Saved data entries
::::::::

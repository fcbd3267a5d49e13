use std::env;

use thiserror::Error;

#[derive(Debug, Error, PartialEq, Eq)]
pub enum ConfigError {
    #[error("{0} must be set")]
    Missing(&'static str),

    #[error("{key} is not a valid number: '{value}'")]
    InvalidNumber { key: &'static str, value: String },
}

#[derive(Debug, Clone, PartialEq, Eq)]
pub struct Config {
    pub database_url: String,
    pub host: String,
    pub port: u16,
    pub max_connections: u32,
}

impl Config {
    /// Reads the process environment. Call `dotenv()` first to pick up `.env`.
    pub fn from_env() -> Result<Self, ConfigError> {
        Self::from_lookup(|key| env::var(key).ok())
    }

    pub fn from_lookup<F>(lookup: F) -> Result<Self, ConfigError>
    where
        F: Fn(&str) -> Option<String>,
    {
        let database_url = lookup("DATABASE_URL")
            .filter(|url| !url.is_empty())
            .ok_or(ConfigError::Missing("DATABASE_URL"))?;
        let host = lookup("HOST").unwrap_or_else(|| "127.0.0.1".to_string());
        let port = parse_or(&lookup, "PORT", 8080)?;
        let max_connections = parse_or(&lookup, "DATABASE_MAX_CONNECTIONS", 5)?;

        Ok(Self {
            database_url,
            host,
            port,
            max_connections,
        })
    }
}

fn parse_or<F, T>(lookup: &F, key: &'static str, default: T) -> Result<T, ConfigError>
where
    F: Fn(&str) -> Option<String>,
    T: std::str::FromStr,
{
    match lookup(key) {
        Some(value) => value
            .parse()
            .map_err(|_| ConfigError::InvalidNumber { key, value }),
        None => Ok(default),
    }
}
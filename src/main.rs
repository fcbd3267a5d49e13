use actix_web::{middleware, web, App, HttpServer};
use dotenv::dotenv;
use env_logger::Env;

use hotel_catalog::config::Config;
use hotel_catalog::db::{self, SqliteStore};
use hotel_catalog::routes;

#[actix_web::main]
async fn main() -> std::io::Result<()> {
    dotenv().ok();
    env_logger::init_from_env(Env::default().default_filter_or("info"));

    let config = Config::from_env().map_err(std::io::Error::other)?;

    log::info!("Connecting to database...");
    let pool = db::get_db_pool(&config)
        .await
        .map_err(std::io::Error::other)?;

    log::info!("Running migrations...");
    db::run_migrations(&pool)
        .await
        .map_err(std::io::Error::other)?;

    log::info!("Starting server at http://{}:{}", config.host, config.port);

    let store = web::Data::new(SqliteStore::new(pool));

    HttpServer::new(move || {
        App::new()
            .app_data(store.clone())
            .wrap(middleware::Logger::default())
            .configure(routes::configure::<SqliteStore>)
    })
    .bind((config.host.as_str(), config.port))?
    .run()
    .await
}
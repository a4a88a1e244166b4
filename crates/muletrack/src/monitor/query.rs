use muletrack_types::{DeploymentTarget, LookbackWindow, Scope};
use std::fmt;

#[derive(Clone, Copy, Debug, PartialEq, Eq, Hash)]
pub enum MetricKind {
    LastCalled,
    RequestCount,
}

impl MetricKind {
    fn select_clause(&self) -> &'static str {
        match self {
            MetricKind::LastCalled => "percentile(\"avg_response_time\", 75)",
            MetricKind::RequestCount => "sum(\"count\")",
        }
    }
}

impl fmt::Display for MetricKind {
    fn fmt(&self, f: &mut fmt::Formatter<'_>) -> fmt::Result {
        match self {
            MetricKind::LastCalled => write!(f, "last-called"),
            MetricKind::RequestCount => write!(f, "request-count"),
        }
    }
}

/// A single metrics query for one application, window and metric kind.
#[derive(Clone, Debug, PartialEq, Eq)]
pub struct QuerySpec {
    scope: Scope,
    key: QueryKey,
    window: LookbackWindow,
    kind: MetricKind,
}

#[derive(Clone, Debug, PartialEq, Eq)]
enum QueryKey {
    Domain(String),
    Fabric { cluster_id: String, artifact_name: String },
}

impl QuerySpec {
    /// Returns `None` for deployment kinds the metrics backend cannot key.
    pub fn build(
        scope: &Scope,
        target: &DeploymentTarget,
        window: &LookbackWindow,
        kind: MetricKind,
    ) -> Option<Self> {
        let key = match target {
            DeploymentTarget::CloudHub { domain } => QueryKey::Domain(domain.clone()),
            DeploymentTarget::RuntimeFabric {
                cluster_id,
                artifact_name,
            } => QueryKey::Fabric {
                cluster_id: cluster_id.clone(),
                artifact_name: artifact_name.clone(),
            },
            DeploymentTarget::Other { .. } => return None,
        };

        Some(Self {
            scope: scope.clone(),
            key,
            window: window.clone(),
            kind,
        })
    }

    pub fn scope(&self) -> &Scope {
        &self.scope
    }

    pub fn to_influxql(&self) -> String {
        let key = match &self.key {
            QueryKey::Domain(domain) => format!("\"app_id\" = '{}'", escape(domain)),
            QueryKey::Fabric {
                cluster_id,
                artifact_name,
            } => format!(
                "\"cluster_id\" = '{}' AND \"app_id\" = '{}'",
                escape(cluster_id),
                escape(artifact_name)
            ),
        };

        format!(
            "SELECT {select} FROM \"app_inbound_metric\" WHERE {key} AND \"org_id\" = '{org}' AND \"env_id\" = '{env}' AND time >= now() - {window} GROUP BY time(1m) fill(none) tz('UTC')",
            select = self.kind.select_clause(),
            key = key,
            org = escape(&self.scope.org_id),
            env = escape(&self.scope.env_id),
            window = self.window,
        )
    }
}

fn escape(value: &str) -> String {
    value.replace('\\', "\\\\").replace('\'', "\\'")
}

::::::::

» **WHAT THIS TASK INVOLVES**: Please give the number of lines in the data above that hold "port", and write nothing else.

» **RESPONSE BOX**: 5